LAKE OSWEGO, Ore., June 10 /PRNewswire-USNewswire/ -- Sen. Gordon Smith (R-OR), member of the Senate Finance Committee, has cosponsored a Medicare bill--S.3101--that includes pharmacy-related provisions to provide prompt payment of Medicare Part D prescription drug claims and delay the implementation of Medicaid reimbursement cuts for generic prescription drugs. In response, Kenneth Epley, P.D., National Community Pharmacists Association (NCPA) past president from Lake Oswego, OR, issued the following statement:
"I wanted to personally thank Senator Gordon Smith for cosponsoring S.3101, which is a health care bill that includes two provisions that ensure patients will continue to have access to community pharmacies in Oregon and across America."

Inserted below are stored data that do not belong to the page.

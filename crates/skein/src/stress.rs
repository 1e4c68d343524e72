//! Distance scaling by stress majorization.
//!
//! Minimizes the weighted stress Σ_{i≠j} w_ij (‖p_i − p_j‖ − d_ij)² with
//! w_ij = 1/d_ij². Each sweep is a simultaneous (Jacobi) update computed from the
//! previous sweep's positions, which is what gives majorization its
//! stress-never-increases guarantee.

use crate::distance::DistanceMatrix;
use crate::geom::Vec2;

pub const DEFAULT_EPSILON: f64 = 0.005;

// Below this squared separation the distance ratio is forced to 0 instead of blowing up.
const MIN_SEPARATION_SQ: f64 = 1e-6;

#[derive(Debug, Clone, Copy)]
struct Target {
    to: usize,
    d: f64,
    w: f64,
}

#[derive(Debug, Clone)]
pub struct StressMajorizer {
    targets: Vec<Vec<Target>>,
    p: Vec<Vec2>,
    scratch: Vec<Vec2>,
}

impl StressMajorizer {
    /// Builds per-node target lists from the distance matrix. Zero entries off the
    /// diagonal are skipped; they would make the weight infinite.
    pub fn new(d: &DistanceMatrix, positions: Vec<Vec2>) -> Self {
        let n = d.n();
        assert_eq!(n, positions.len());

        let mut targets: Vec<Vec<Target>> = Vec::with_capacity(n);
        for i in 0..n {
            let mut row = Vec::new();
            for j in 0..n {
                if j == i {
                    continue;
                }
                let dij = d.get(i, j);
                if dij == 0.0 {
                    continue;
                }
                row.push(Target {
                    to: j,
                    d: dij,
                    w: 1.0 / (dij * dij),
                });
            }
            targets.push(row);
        }

        let scratch = positions.clone();
        Self {
            targets,
            p: positions,
            scratch,
        }
    }

    pub fn positions(&self) -> &[Vec2] {
        &self.p
    }

    pub fn into_positions(self) -> Vec<Vec2> {
        self.p
    }

    /// One majorization sweep. Every node's candidate is computed from the previous
    /// sweep's positions for all other nodes, then the buffers swap. Returns the sum of
    /// per-node displacement magnitudes.
    pub fn sweep(&mut self) -> f64 {
        let n = self.p.len();

        for i in 0..n {
            let pi = self.p[i];
            let mut acc = Vec2::ZERO;
            let mut wsum = 0.0;

            for t in &self.targets[i] {
                let pj = self.p[t.to];
                let ratio = distance_ratio(pi, pj, t.d);
                acc += (pj + (pi - pj) * ratio) * t.w;
                wsum += t.w;
            }

            self.scratch[i] = if wsum > 0.0 { acc * (1.0 / wsum) } else { pi };
        }

        let mut moved = 0.0;
        for i in 0..n {
            moved += self.p[i].dist(self.scratch[i]);
        }
        std::mem::swap(&mut self.p, &mut self.scratch);
        moved
    }

    /// Sweeps until the total displacement drops to `epsilon`. There is no iteration
    /// cap; the majorization guarantee means displacement shrinks on non-degenerate
    /// input.
    pub fn run(&mut self, epsilon: f64) -> usize {
        let mut sweeps = 0;
        while self.sweep() > epsilon {
            sweeps += 1;
        }
        sweeps + 1
    }

    /// Current weighted stress, over ordered pairs.
    pub fn stress(&self) -> f64 {
        let mut total = 0.0;
        for (i, row) in self.targets.iter().enumerate() {
            for t in row {
                let realized = self.p[i].dist(self.p[t.to]);
                let err = realized - t.d;
                total += t.w * err * err;
            }
        }
        total
    }
}

fn distance_ratio(pi: Vec2, pj: Vec2, d: f64) -> f64 {
    let sep_sq = (pi - pj).length_sq();
    if sep_sq < MIN_SEPARATION_SQ {
        return 0.0;
    }
    d / sep_sq.sqrt()
}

"The first provision ends the deliberately slow payment of Part D claims that force community pharmacies to maintain cash flow by taking out huge loans; while the second one delays the implementation of a fundamentally-flawed Medicaid reimbursement formula that forces community pharmacies to be reimbursed below actual generic prescription drug cost. Senator Smith recognizes that community pharmacies are on the frontlines of our nation's health care system, and that these flawed pharmacy reimbursement policies were threatening to put community pharmacies out of business."
In 2006, the first full year of Medicare Part D's implementation, five percent of America's community pharmacies permanently closed their doors. Ever since Part D's implementation on Jan. 1, 2006, community pharmacies have experienced cash-flow problems that have necessitated the need for loans in the tens to hundreds of thousands dollars. The pharmacy benefit managers (PBMs) responsible for administering the various Part D plans are paid by the government in advance, and could help remedy the problem, but rather than paying promptly, they choose to earn interest on the government's payment, and pay pharmacies late for their services.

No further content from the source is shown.